*** Begin section ***

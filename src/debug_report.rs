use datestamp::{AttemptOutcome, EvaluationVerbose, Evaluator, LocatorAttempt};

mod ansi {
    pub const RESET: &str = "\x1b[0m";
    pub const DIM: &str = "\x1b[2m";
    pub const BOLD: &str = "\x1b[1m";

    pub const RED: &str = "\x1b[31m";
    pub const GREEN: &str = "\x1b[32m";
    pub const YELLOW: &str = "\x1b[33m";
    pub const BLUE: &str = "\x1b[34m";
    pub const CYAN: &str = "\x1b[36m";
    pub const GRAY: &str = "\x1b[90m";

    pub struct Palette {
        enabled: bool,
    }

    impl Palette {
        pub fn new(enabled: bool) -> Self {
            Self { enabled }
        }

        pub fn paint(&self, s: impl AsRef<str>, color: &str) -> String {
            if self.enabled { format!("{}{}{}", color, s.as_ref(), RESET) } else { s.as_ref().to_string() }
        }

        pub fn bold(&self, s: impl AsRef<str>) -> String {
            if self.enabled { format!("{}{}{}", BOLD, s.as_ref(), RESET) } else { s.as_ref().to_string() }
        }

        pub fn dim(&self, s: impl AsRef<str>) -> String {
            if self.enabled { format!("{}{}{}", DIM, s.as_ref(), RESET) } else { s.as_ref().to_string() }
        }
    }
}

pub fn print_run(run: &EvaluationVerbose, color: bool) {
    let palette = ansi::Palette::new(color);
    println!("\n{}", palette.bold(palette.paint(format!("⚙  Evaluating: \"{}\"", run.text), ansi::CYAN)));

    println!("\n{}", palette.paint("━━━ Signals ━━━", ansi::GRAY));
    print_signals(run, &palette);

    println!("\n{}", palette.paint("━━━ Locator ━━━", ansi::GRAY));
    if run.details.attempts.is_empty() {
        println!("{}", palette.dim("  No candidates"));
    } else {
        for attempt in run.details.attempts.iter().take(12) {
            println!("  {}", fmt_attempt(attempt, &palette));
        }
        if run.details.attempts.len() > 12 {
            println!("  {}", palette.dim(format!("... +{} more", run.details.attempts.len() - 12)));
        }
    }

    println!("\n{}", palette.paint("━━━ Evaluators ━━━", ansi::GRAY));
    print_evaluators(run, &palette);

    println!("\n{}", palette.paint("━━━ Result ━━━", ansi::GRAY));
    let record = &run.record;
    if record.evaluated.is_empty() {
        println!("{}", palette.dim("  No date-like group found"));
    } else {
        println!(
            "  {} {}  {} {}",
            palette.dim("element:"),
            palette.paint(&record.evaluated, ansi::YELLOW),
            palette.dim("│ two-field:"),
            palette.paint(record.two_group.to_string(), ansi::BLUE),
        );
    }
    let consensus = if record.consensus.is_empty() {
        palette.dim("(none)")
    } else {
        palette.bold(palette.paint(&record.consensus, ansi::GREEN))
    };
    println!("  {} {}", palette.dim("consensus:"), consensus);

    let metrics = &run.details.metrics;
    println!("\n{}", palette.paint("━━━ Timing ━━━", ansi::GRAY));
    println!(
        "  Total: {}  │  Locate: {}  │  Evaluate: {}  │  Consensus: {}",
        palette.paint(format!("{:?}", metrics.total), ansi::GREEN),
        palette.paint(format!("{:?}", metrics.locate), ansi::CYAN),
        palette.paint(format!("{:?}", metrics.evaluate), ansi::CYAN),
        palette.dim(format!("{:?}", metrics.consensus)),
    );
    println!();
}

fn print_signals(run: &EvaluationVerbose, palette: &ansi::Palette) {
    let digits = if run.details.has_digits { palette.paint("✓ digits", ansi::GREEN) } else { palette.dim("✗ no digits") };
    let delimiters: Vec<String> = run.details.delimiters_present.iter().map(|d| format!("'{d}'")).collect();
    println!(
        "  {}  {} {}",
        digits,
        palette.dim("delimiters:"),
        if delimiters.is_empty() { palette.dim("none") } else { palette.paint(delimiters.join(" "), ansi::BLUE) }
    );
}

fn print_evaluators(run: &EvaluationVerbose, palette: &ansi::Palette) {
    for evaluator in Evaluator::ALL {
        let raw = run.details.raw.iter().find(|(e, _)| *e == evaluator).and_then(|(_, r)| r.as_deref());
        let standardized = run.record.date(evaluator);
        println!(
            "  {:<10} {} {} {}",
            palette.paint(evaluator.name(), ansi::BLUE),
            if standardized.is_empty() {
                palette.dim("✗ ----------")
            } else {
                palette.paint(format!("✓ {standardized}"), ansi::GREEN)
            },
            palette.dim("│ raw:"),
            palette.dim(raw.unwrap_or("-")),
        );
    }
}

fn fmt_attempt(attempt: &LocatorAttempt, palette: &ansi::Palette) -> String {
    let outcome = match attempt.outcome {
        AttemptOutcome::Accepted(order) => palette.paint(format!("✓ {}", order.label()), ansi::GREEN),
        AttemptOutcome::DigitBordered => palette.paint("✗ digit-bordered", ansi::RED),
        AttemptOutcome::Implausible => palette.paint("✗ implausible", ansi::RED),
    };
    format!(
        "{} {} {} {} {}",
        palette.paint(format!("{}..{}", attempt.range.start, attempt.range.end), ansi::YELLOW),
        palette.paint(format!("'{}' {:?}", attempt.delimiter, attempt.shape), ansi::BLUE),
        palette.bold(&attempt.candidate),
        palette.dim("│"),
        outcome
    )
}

*** End section ***
*** Begin section ***

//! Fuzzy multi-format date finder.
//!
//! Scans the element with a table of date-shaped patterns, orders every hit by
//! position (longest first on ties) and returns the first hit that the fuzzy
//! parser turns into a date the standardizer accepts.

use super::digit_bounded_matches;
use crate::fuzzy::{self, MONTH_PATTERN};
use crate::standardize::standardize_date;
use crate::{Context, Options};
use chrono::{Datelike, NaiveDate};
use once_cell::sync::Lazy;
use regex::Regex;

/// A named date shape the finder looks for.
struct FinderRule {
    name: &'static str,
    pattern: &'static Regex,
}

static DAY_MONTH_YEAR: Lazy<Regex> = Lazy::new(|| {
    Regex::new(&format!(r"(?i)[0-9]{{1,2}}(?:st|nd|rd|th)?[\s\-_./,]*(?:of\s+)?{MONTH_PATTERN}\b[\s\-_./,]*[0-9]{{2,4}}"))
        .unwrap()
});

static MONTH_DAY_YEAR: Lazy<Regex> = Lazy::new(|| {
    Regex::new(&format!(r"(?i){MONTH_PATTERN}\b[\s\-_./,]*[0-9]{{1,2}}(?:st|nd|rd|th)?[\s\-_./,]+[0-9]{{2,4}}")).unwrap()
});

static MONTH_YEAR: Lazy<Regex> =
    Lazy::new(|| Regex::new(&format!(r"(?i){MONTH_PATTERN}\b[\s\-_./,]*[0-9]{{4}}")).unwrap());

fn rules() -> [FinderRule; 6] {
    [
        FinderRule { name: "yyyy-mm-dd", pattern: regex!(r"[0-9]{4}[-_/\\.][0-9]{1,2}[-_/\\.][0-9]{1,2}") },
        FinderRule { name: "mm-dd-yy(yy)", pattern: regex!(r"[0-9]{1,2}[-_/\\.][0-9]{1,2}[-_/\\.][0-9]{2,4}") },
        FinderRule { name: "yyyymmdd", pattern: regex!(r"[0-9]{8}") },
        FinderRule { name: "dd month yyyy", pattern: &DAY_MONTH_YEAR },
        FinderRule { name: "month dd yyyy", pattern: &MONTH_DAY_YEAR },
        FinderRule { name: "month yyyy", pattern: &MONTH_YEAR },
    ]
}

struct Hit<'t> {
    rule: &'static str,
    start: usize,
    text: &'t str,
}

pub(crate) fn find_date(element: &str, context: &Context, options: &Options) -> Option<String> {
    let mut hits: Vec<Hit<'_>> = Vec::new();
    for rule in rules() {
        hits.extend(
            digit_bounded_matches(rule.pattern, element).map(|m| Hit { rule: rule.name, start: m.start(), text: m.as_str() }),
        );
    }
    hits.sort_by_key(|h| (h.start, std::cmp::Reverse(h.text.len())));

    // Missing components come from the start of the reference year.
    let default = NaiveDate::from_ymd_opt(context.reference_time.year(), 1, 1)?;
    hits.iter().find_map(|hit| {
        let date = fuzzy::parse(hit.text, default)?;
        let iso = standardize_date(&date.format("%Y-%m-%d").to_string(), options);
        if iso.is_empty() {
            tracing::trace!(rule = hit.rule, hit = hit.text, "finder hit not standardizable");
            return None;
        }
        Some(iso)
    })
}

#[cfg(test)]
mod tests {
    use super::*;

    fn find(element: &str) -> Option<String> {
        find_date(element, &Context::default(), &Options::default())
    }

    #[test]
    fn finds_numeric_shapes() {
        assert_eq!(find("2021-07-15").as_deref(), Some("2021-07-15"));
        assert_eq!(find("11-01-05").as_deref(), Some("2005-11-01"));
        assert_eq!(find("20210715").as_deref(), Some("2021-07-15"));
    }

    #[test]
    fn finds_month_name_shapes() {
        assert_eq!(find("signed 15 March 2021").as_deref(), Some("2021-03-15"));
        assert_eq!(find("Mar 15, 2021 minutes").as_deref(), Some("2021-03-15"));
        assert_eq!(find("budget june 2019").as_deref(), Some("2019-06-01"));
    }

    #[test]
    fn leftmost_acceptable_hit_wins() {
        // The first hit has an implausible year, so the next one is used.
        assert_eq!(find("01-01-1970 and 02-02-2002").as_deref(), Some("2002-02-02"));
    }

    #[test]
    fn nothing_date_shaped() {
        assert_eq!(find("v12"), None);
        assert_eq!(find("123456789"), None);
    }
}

*** End section ***

Task requirements - Take the line above containing "filename src/debug_report.rs", the line containing "let palette = ansi::Palette::new(color);", and all lines in between, and copy them exactly without anything else.

Expected answer -
filename src/debug_report.rs
use datestamp::{AttemptOutcome, EvaluationVerbose, Evaluator, LocatorAttempt};

mod ansi {
    pub const RESET: &str = "\x1b[0m";
    pub const DIM: &str = "\x1b[2m";
    pub const BOLD: &str = "\x1b[1m";

    pub const RED: &str = "\x1b[31m";
    pub const GREEN: &str = "\x1b[32m";
    pub const YELLOW: &str = "\x1b[33m";
    pub const BLUE: &str = "\x1b[34m";
    pub const CYAN: &str = "\x1b[36m";
    pub const GRAY: &str = "\x1b[90m";

    pub struct Palette {
        enabled: bool,
    }

    impl Palette {
        pub fn new(enabled: bool) -> Self {
            Self { enabled }
        }

        pub fn paint(&self, s: impl AsRef<str>, color: &str) -> String {
            if self.enabled { format!("{}{}{}", color, s.as_ref(), RESET) } else { s.as_ref().to_string() }
        }

        pub fn bold(&self, s: impl AsRef<str>) -> String {
            if self.enabled { format!("{}{}{}", BOLD, s.as_ref(), RESET) } else { s.as_ref().to_string() }
        }

        pub fn dim(&self, s: impl AsRef<str>) -> String {
            if self.enabled { format!("{}{}{}", DIM, s.as_ref(), RESET) } else { s.as_ref().to_string() }
        }
    }
}

pub fn print_run(run: &EvaluationVerbose, color: bool) {
    let palette = ansi::Palette::new(color);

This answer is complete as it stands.